Purpose: : The aim of the study was to non-invasively follow the time course of sodium iodate-induced retinal degeneration using spectral-domain optical coherence tomography (SD-OCT). Furthermore, to use the technique to monitor the fate of subretinally transplanted bone marrow-derived stem cells (BMSC) in a degenerative environment.

Methods: : C57BL/6 mice received a single i.v. injection of sterile sodium iodate (15 / 25 mg/ kg NaIO3) or NaCl. BMSC were freshly prepared from bone marrow of GFP mice using magnetic activated cell sorting to perform lineage depletion followed by separation of Lin- CD45+ and Lin- CD45- BMSC. 60’000 GFP+ BMSC or fibroblasts as controls were transplanted with a transscleral approach into the subretinal space seven days after NaIO3 treatment.
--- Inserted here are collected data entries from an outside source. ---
//! Terminal I/O for the `linkr` binary. Page copy goes to stderr so that stdout
//! only ever carries the destination URL.

use super::resolver::{PasswordSource, Presenter};
use crate::{
    error::AppError,
    session::FooterModel,
    workflow::{
        copy::{self, Notice, Panel},
        Screen, Workflow,
    },
};
use secrecy::SecretString;
use std::io::Write;
use tokio::io::{AsyncBufReadExt, AsyncRead, BufReader, Lines};

/// Reads one password per line. End of input abandons the prompt.
pub struct LinePasswords<R> {
    lines: Lines<BufReader<R>>,
}

impl<R: AsyncRead + Unpin> LinePasswords<R> {
    pub fn new(reader: R) -> Self {
        Self {
            lines: BufReader::new(reader).lines(),
        }
    }
}

impl LinePasswords<tokio::io::Stdin> {
    #[must_use]
    pub fn stdin() -> Self {
        Self::new(tokio::io::stdin())
    }
}

impl<R: AsyncRead + Unpin> PasswordSource for LinePasswords<R> {
    async fn read_password(&mut self) -> Result<Option<SecretString>, AppError> {
        eprint!("Password: ");
        if let Err(err) = std::io::stderr().flush() {
            tracing::debug!(error = %err, "failed to flush password prompt");
        }
        let line = self
            .lines
            .next_line()
            .await
            .map_err(|err| AppError::Config(format!("Failed to read password: {err}")))?;
        Ok(line.map(|value| SecretString::from(value.trim_end_matches('\r').to_string())))
    }
}

/// Writes the landing page copy, skipping repeats of the same screen.
pub struct TerminalPresenter<W> {
    out: W,
    home_url: String,
    last: Option<(Screen, bool)>,
}

impl<W: Write> TerminalPresenter<W> {
    pub fn new(out: W, home_url: impl Into<String>) -> Self {
        Self {
            out,
            home_url: home_url.into(),
            last: None,
        }
    }

    pub fn into_inner(self) -> W {
        self.out
    }

    fn write_notice(&mut self, notice: &Notice) -> std::io::Result<()> {
        writeln!(self.out, "{}", notice.title)?;
        writeln!(self.out, "{}", notice.message)
    }

    fn write_panel(&mut self, panel: Panel) -> std::io::Result<()> {
        writeln!(self.out, "{}", panel.heading)?;
        writeln!(self.out, "{}", panel.lead)?;
        writeln!(self.out, "{}", panel.hint)
    }

    fn render(&mut self, screen: &Screen, banner: bool) -> std::io::Result<()> {
        match screen {
            Screen::Loading => Ok(()),
            Screen::Redirect { destination } => {
                self.write_notice(&copy::redirect_notice(destination))
            }
            Screen::NotFound => {
                self.write_panel(copy::LINK_NOT_FOUND)?;
                writeln!(self.out, "{}", self.home_url)
            }
            Screen::PasswordPrompt { .. } => {
                if banner {
                    self.write_notice(&copy::rejected_password_notice())?;
                }
                self.write_panel(copy::PASSWORD_PROTECTED)
            }
        }
    }
}

impl<W: Write> Presenter for TerminalPresenter<W> {
    fn present(&mut self, workflow: &Workflow) {
        let current = (workflow.screen(), workflow.shows_rejection_banner());
        if self.last.as_ref() == Some(&current) {
            return;
        }
        if let Err(err) = self.render(&current.0, current.1) {
            tracing::warn!(error = %err, "failed to write to terminal");
        }
        self.last = Some(current);
    }
}

/// Navigates by printing the destination on stdout.
#[derive(Clone, Copy, Debug, Default)]
pub struct StdoutNavigator;

impl crate::workflow::Navigator for StdoutNavigator {
    fn navigate(&self, destination: &str) {
        println!("{destination}");
    }
}

/// Renders the footer for the session commands.
pub fn write_footer<W: Write>(out: &mut W, footer: Option<&FooterModel>) -> std::io::Result<()> {
    let Some(footer) = footer else {
        return Ok(());
    };
    writeln!(out, "{} {}", footer.caption, footer.username)?;
    let labels: Vec<&str> = footer.actions.iter().map(|action| action.label()).collect();
    writeln!(out, "[{}]", labels.join("] ["))
}

#[cfg(test)]
mod tests {
    use super::*;
    use crate::{
        link::{Alias, LookupResult},
        session::SessionStatus,
        workflow::Command,
    };

    fn rendered(presenter: TerminalPresenter<Vec<u8>>) -> String {
        String::from_utf8(presenter.into_inner()).unwrap()
    }

    fn sequence(command: Option<Command>) -> u64 {
        match command {
            Some(Command::Lookup(ticket)) => ticket.sequence,
            other => panic!("expected lookup, got {other:?}"),
        }
    }

    #[tokio::test]
    async fn line_passwords_read_until_eof() {
        let mut source = LinePasswords::new(&b"first\r\nsecond\n"[..]);
        let first = source.read_password().await.unwrap().unwrap();
        let second = source.read_password().await.unwrap().unwrap();
        assert_eq!(secrecy::ExposeSecret::expose_secret(&first), "first");
        assert_eq!(secrecy::ExposeSecret::expose_secret(&second), "second");
        assert!(source.read_password().await.unwrap().is_none());
    }

    #[test]
    fn presenter_renders_banner_only_after_rejection() {
        let mut workflow = Workflow::new(Alias::parse("secret").unwrap());
        let mut presenter = TerminalPresenter::new(Vec::new(), "https://lnk.example/linkr");

        let first = sequence(workflow.start());
        presenter.present(&workflow);
        workflow.complete(first, LookupResult::PasswordRequired);
        presenter.present(&workflow);
        presenter.present(&workflow);

        let second = sequence(workflow.submit_password(SecretString::from("x".to_string())));
        workflow.complete(second, LookupResult::PasswordRejected);
        presenter.present(&workflow);

        let output = rendered(presenter);
        assert_eq!(output.matches("PASSWORD PROTECTED LINK").count(), 2);
        assert_eq!(
            output.matches("The submitted password was not correct.").count(),
            1
        );
    }

    #[test]
    fn presenter_renders_not_found_with_home_link() {
        let mut workflow = Workflow::new(Alias::parse("xyz").unwrap());
        let mut presenter = TerminalPresenter::new(Vec::new(), "https://lnk.example/linkr");
        let first = sequence(workflow.start());
        workflow.complete(first, LookupResult::NotFound);
        presenter.present(&workflow);

        let output = rendered(presenter);
        assert!(output.starts_with("LINK NOT FOUND\n"));
        assert!(output.contains("https://lnk.example/linkr"));
    }

    #[test]
    fn footer_renders_username_and_actions() {
        let status = SessionStatus {
            is_logged_in: true,
            username: Some("ada".to_string()),
        };
        let mut out = Vec::new();
        write_footer(&mut out, FooterModel::from_status(&status).as_ref()).unwrap();
        assert_eq!(
            String::from_utf8(out).unwrap(),
            "LOGGED IN AS ADA\n[ACCOUNT] [LOGOUT]\n"
        );

        let mut empty = Vec::new();
        write_footer(&mut empty, None).unwrap();
        assert!(empty.is_empty());
    }
}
Infrared and fundus autofluorescence (FAF) were recorded simultaneously and SD-OCT imaging was conducted at baseline (BL) and at day 7, 14, 21, 28 post NaIO3 injection (PI) or post transplantation (PT). Integrity of retinal layers and retinal thickness was analyzed using Heidelberg Eye Explorer software.

Results: : Selective patchy loss of the RPE monolayer was observed in all treated mice after NaIO3 injection. Additionally, loss of the layer structure was visualized and significant thinning was measured in the sensory retina. The effect was concentration-dependent and progressed over time. In contrast, none of the control animals showed significant changes. After transplantation GFP+ cells (BMSC, fibroblasts) could be visualized using FAF and SD-OCT. The transplants appear as inhomogeneous, focal hyperfluorescent FAF signals and as subretinal deposit in the corresponding SD-OCT images in the same area over time. No differences between BMSC and fibroblasts were found.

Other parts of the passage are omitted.